See if I have this right. The pavement is magnetized, the vehicle has a coil near the pavement of some sort. As the car moves, this is pushing a coil through a magnetic field, which is the classic generator, and would generate current.
But it will also slow the car, requiring the battery to spend energy keeping it at speed (unless it's downhill). But on downhill portions, the car can do this on its own using regen braking, which in effect is the same process.
What am I missing?
Okay, a few things.
First, let's go back to the bar magnet going into a coil of wire. As you try to push the bar through the coil, the
change in magnetic field will generate a current in the wire, and that current will create a counteracting magnetic field that pushes against the bar's movement.

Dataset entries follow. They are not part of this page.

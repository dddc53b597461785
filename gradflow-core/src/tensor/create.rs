// src/tensor/create.rs

use crate::buffer::Buffer;
use crate::tensor::Tensor;
use rand::Rng;
use rand_distr::{Distribution, StandardNormal};

/// Creates a leaf tensor filled with zeros.
pub fn zeros(shape: &[usize], requires_grad: bool) -> Tensor {
    Tensor::from_buffer(Buffer::zeros(shape), requires_grad)
}

/// Creates a leaf tensor filled with ones.
pub fn ones(shape: &[usize], requires_grad: bool) -> Tensor {
    Tensor::from_buffer(Buffer::ones(shape), requires_grad)
}

/// Creates a leaf tensor filled with `value`.
pub fn full(shape: &[usize], value: f64, requires_grad: bool) -> Tensor {
    Tensor::from_buffer(Buffer::full(shape, value), requires_grad)
}

/// Creates a leaf tensor with values drawn uniformly from `[0, 1)`.
pub fn rand(shape: &[usize], requires_grad: bool) -> Tensor {
    let numel: usize = shape.iter().product();
    let mut rng = rand::thread_rng();
    let data: Vec<f64> = (0..numel).map(|_| rng.gen::<f64>()).collect();
    Tensor::from_buffer(Buffer::from_parts(data, shape.to_vec()), requires_grad)
}

/// Creates a leaf tensor with values drawn from the standard normal distribution.
pub fn randn(shape: &[usize], requires_grad: bool) -> Tensor {
    let numel: usize = shape.iter().product();
    let mut rng = rand::thread_rng();
    let data: Vec<f64> = (0..numel)
        .map(|_| StandardNormal.sample(&mut rng))
        .collect();
    Tensor::from_buffer(Buffer::from_parts(data, shape.to_vec()), requires_grad)
}

#[cfg(test)]
#[path = "create_test.rs"]
mod tests;
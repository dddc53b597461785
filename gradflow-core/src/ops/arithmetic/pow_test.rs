// gradflow-core/src/ops/arithmetic/pow_test.rs

use super::*;
use approx::assert_relative_eq;

#[test]
fn test_pow_forward() {
    let base = Tensor::new(vec![1.0, 2.0, 3.0], vec![3]).unwrap();
    let exponent = scalar_const(2.0);
    assert_eq!(pow_op(&base, &exponent).unwrap().to_vec(), vec![1.0, 4.0, 9.0]);
}

#[test]
fn test_pow_backward_constant_exponent() {
    let base = Tensor::scalar(3.0, true);
    let y = pow_op(&base, &scalar_const(3.0)).unwrap();
    y.backward().unwrap();
    assert_relative_eq!(base.grad_value().item().unwrap(), 27.0);
}

#[test]
fn test_pow_backward_negative_base_constant_exponent() {
    // No log branch for a constant exponent, so the gradient stays finite.
    let base = Tensor::scalar(-2.0, true);
    pow_op(&base, &scalar_const(2.0)).unwrap().backward().unwrap();
    assert_relative_eq!(base.grad_value().item().unwrap(), -4.0);
}

#[test]
fn test_pow_backward_tensor_exponent() {
    let base = Tensor::scalar(2.0, true);
    let exponent = Tensor::scalar(3.0, true);
    pow_op(&base, &exponent).unwrap().backward().unwrap();
    assert_relative_eq!(base.grad_value().item().unwrap(), 12.0);
    assert_relative_eq!(
        exponent.grad_value().item().unwrap(),
        8.0 * 2.0_f64.ln(),
        epsilon = 1e-12
    );
}
//! Reverse-mode automatic differentiation over scalar and array values.
//!
//! Operations on [`Tensor`] handles build a computation graph on the fly. Calling
//! [`Tensor::backward`] on a result walks that graph in reverse and accumulates gradients
//! into every node that requires them. With `make_graph` the backward pass is itself
//! recorded, so gradients can be differentiated again.
//!
//! ```
//! use gradflow_core::{BackwardOptions, Tensor};
//!
//! let x = Tensor::scalar(17.0, true);
//! let y = Tensor::scalar(13.0, true);
//! let z = (&x - &y).powf(2.0).unwrap();
//! z.backward_with(BackwardOptions::default().make_graph(true)).unwrap();
//! let dz_dx = x.grad().unwrap();
//! assert_eq!(dz_dx.item().unwrap(), 8.0);
//!
//! z.zero_grad();
//! dz_dx.backward().unwrap();
//! assert_eq!(x.grad_value().item().unwrap(), 2.0);
//! assert_eq!(y.grad_value().item().unwrap(), -2.0);
//! ```

pub mod array;
pub mod autograd;
pub mod buffer;
pub mod error;
pub mod graph_view;
pub mod ops;
pub mod tensor;
pub mod tensor_data;

pub use array::{array, array_grad, array_zero_grad, scalar_grads, stack, IntoBuffer};
pub use autograd::{
    check_grad, enable_grad, is_grad_enabled, no_grad, set_grad_enabled, with_no_grad,
    BackwardOptions, GradCheckError, GradModeGuard,
};
pub use buffer::Buffer;
pub use error::GradFlowError;
pub use graph_view::{GraphNode, GraphView};
pub use ops::math_elem::{ElementwiseFn, UnaryOp};
pub use tensor::Tensor;
// Re-export traits required by public functions
pub use num_traits;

Now, if the coil is, say, 10" long and the bar magnet is 48" long, here's where it gets interesting... Once the bar magnet is fully inserted in the coil of wire, if you pass the bar magnet through the coil at constant velocity there will be no current generated and no force either way, because at that point the magnetic field is not
changing within the coil. Current comes from the change in the field. Then when you get to the end of the bar magnet, and you're trying to pull it out of the coil, the current in the wire will reverse, the magnetic field will reverse, and the force will reverse, actually trying to hold the bar within the coil and not let it go.
So that's where 94 and I first got on the idea of an alternating magnetic field, rather than constant. Because if the field is constant and the velocity is constant, there will be no change in magnetic field despite the motion, and no current will be generated.
So we'll start with the area in which you're correct. If you basically magnetize the road in longitudinal strips, say every 5 feet is a distinct magnetic north and south, and the receiver coil is set up in the direction of motion, you're correct. The change in magnetic field as you go over the road will generate current in the wire and also generate a magnetic field opposite the direction of travel that will slow the car. The amount of energy generated in the coil should be equal to the magnetic field in a 1:1 relationship, with the amount of energy/force proportional to the speed of the car. The car's motors must then produce an equal amount of energy to counteract the magnetic field generated by the coil. Because you'll have efficiency losses both in the charging electronics and the battery->motor->wheels drivetrain, fundamentally I don't see how you can actually add energy faster than you deplete it, making this a net negative.
HOWEVER, and this is a big one, it is NOT clear that you need to have the magnetic field and the receiver coil oriented in the direction of travel.
If you use either of my examples:
- The field is oriented vertically, with the north or south pole of the magnet pointed towards the sky and the opposite pole pointed towards the center of the earth. The receiver coil is oriented vertically as well. The magnetic field is still alternating every few feet, so you still get a change in magnetic field as you drive over it. But the counter-field generated in the coil results in a force of attraction/repulsion that is oriented vertically. Thus it has no bearing whatsoever on the direction of travel and the car's motors do no extra work.
- The field is oriented horizontally, transverse to the direction of travel. I.e. north is left and south is right, and then every few feet you reverse it. You mount the receiver coil also horizontally transverse to the wheelbase. Now the magnetic forces generated are left/right and again don't impact the amount of work the motors have to do.
In both of those cases, no forces are generated that counteract the forward motion of the car. It's more akin to putting a solar panel on the top of the car--you're taking advantage of something effectively free. Magnetic energy, from the standpoint of the car, is free, much like a coiled wire in the roadway, from the standpoint of the car, is free. With enough energy (whether solar or magnetic or inductive charging in the road) you could even charge the car faster than the motors deplete it, without violating the laws of nature and creating a perpetual motion machine.
The big question, much like putting a solar panel on the roof of an EV, is whether you can create a magnetic field strong enough in the road to make even a measurable difference. That's where I think this project will likely fall flat.